‘I am super-duper-DUPER excited,” my 5-year-old granddaughter, Ava, told me the evening before her first “day” of kindergarten. This milestone day would be so different from the one I had with her mother 30 years ago in our same town. Then I had walked my oldest daughter down the block to her school the week before the first day.
When we stood in front of the door, I read the school’s name on the building aloud to her: Horace Mann School.
“Man school?” she had asked me, indignantly. “What about the girls?”
So we had a lesson about who Horace Mann was, and why a school would be named for him.
“Well, she’s definitely your daughter,” my husband said, laughing when I told him the story. That day, that year, are wonderful memories for our family. I knew much of what to expect, and could prepare my daughter. We would share the experience with other children, parents, teachers, school staff, many of them also neighbors — a community. I did not have the same worries my daughter and son-in-law had over the summer about what school would look like — if there would even be school, when it would start, how would they manage.
The day before her first day of this unique start of a school year, Ava shared her preparations with me. Her mother had helped her choose clothes to wear. She showed me a new backpack, which would remain empty for now. However, my daughter had put together a special box instead to hold the school supplies they had shopped for, that would remain at home.
“I can only use these for school work,” Ava explained solemnly. She took out a new box of markers to show me close up, but carefully returned them back to their place in the box. They would soon be placed on a desk my daughter had just refurbished that would also hold Ava’s school-issued iPad, enabling her to “attend” her kindergarten classes in a way neither her mother nor I could possibly have imagined just six months ago. Ava told me she would have math, art, music and Spanish classes.

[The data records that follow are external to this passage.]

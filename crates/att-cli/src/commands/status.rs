//! Status command for showing today's attendance of one user.

use std::io::Write;

use anyhow::Result;
use att_core::{
    AttendanceStore, DailyStatus, ReferenceZone, UserId, daily_status, format_duration, report,
};
use chrono::{DateTime, NaiveDate, NaiveTime, Utc};
use serde::Serialize;

#[derive(Debug, Serialize)]
struct StatusOutput {
    user_id: UserId,
    name: Option<String>,
    date: NaiveDate,
    arrival: Option<NaiveTime>,
    late: bool,
    departure: Option<NaiveTime>,
    worked_minutes: Option<i64>,
}

impl StatusOutput {
    fn new(
        user_id: UserId,
        name: Option<String>,
        zone: ReferenceZone,
        date: NaiveDate,
        status: &DailyStatus,
    ) -> Self {
        Self {
            user_id,
            name,
            date,
            arrival: status.arrival.as_ref().map(|e| zone.time_of(e.timestamp)),
            late: status.arrival.as_ref().is_some_and(|e| zone.is_late(e.timestamp)),
            departure: status.departure.as_ref().map(|e| zone.time_of(e.timestamp)),
            worked_minutes: status.worked().map(|worked| worked.num_minutes()),
        }
    }
}

pub fn run<W: Write, S: AttendanceStore>(
    writer: &mut W,
    store: &S,
    zone: ReferenceZone,
    user_id: UserId,
    json: bool,
    now: DateTime<Utc>,
) -> Result<()> {
    let status = daily_status(store, zone, user_id, now)?;
    let name = match status.arrival.as_ref().or(status.departure.as_ref()) {
        Some(event) => Some(report::display_name(store, user_id, &event.name)?),
        None => store.alias(user_id)?.map(|alias| alias.name.full()),
    };
    let output = StatusOutput::new(user_id, name, zone, zone.date_of(now), &status);

    if json {
        writeln!(writer, "{}", serde_json::to_string_pretty(&output)?)?;
        return Ok(());
    }

    let who = output
        .name
        .clone()
        .unwrap_or_else(|| format!("user {user_id}"));
    writeln!(
        writer,
        "Attendance for {who} on {}",
        output.date.format("%d %B %Y")
    )?;
    match output.arrival {
        Some(time) if output.late => writeln!(writer, "Arrival: {} (late)", time.format("%H:%M"))?,
        Some(time) => writeln!(writer, "Arrival: {}", time.format("%H:%M"))?,
        None => writeln!(writer, "Arrival: -")?,
    }
    match output.departure {
        Some(time) => writeln!(writer, "Departure: {}", time.format("%H:%M"))?,
        None => writeln!(writer, "Departure: -")?,
    }
    if let Some(worked) = status.worked() {
        writeln!(writer, "Worked: {}", format_duration(worked))?;
    }
    Ok(())
}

“Miss Meredith is my real teacher, but I will have different teachers for some classes,” she told me. “Well,” I asked her, “are you sure you didn’t skip kindergarten, and just started going to college? This sounds like college!” We both laughed.
On my way home, I thought about how my daughter had adapted the traditions she experienced when she started school — preparing Ava with excited anticipation, letting her choose clothes to wear, shopping for school supplies, much as she had done with me. At the end of the next day, I received a photo of Ava “attending” school in front of a screen on her new desk in the basement, wearing the clothes she had selected. My daughter sent another photo of Ava in front of the actual school building, holding a chalkboard that identified her as a Lincoln kindergarten student. They had gone together to visit the empty school building, too, just as I had with my 5-year-old, those many years ago.
I phoned the new kindergarten student and her mother before dinner to get the first day report. My daughter told me that it was a wonderful day, beyond her expectations. Ms. Meredith seemed able to connect with the class on the screen. The on-line format was very organized and easy to follow, and kept Ava engaged.
“In fact,” my daughter said, “I had a hard time getting Ava outside at lunch time. She didn’t want to miss any part of class.” Ava got on the phone, “I loved it, Grandma!” she said. “I have a lot of classes. There are some friends in my class from pre-school, too.”
Ava reported her favorite part of school was “all of it.” Later, I told my daughter that she was the one who had made this experience a special joy for Ava, in the way she prepared her for this most unusual start of a school year. She had successfully adapted some of the traditions she had remembered from when she was a child.
The school district prepared well, too. We know that this experience has not gone so well for many students and schools though. No one can know what the ultimate outcomes of this experience will be on these children. We talked about that, wishing the very best for every child and for every family that has to keep figuring out how to adapt, and hoping it is the right thing.
Jeanne Martinez is an Oak Park resident.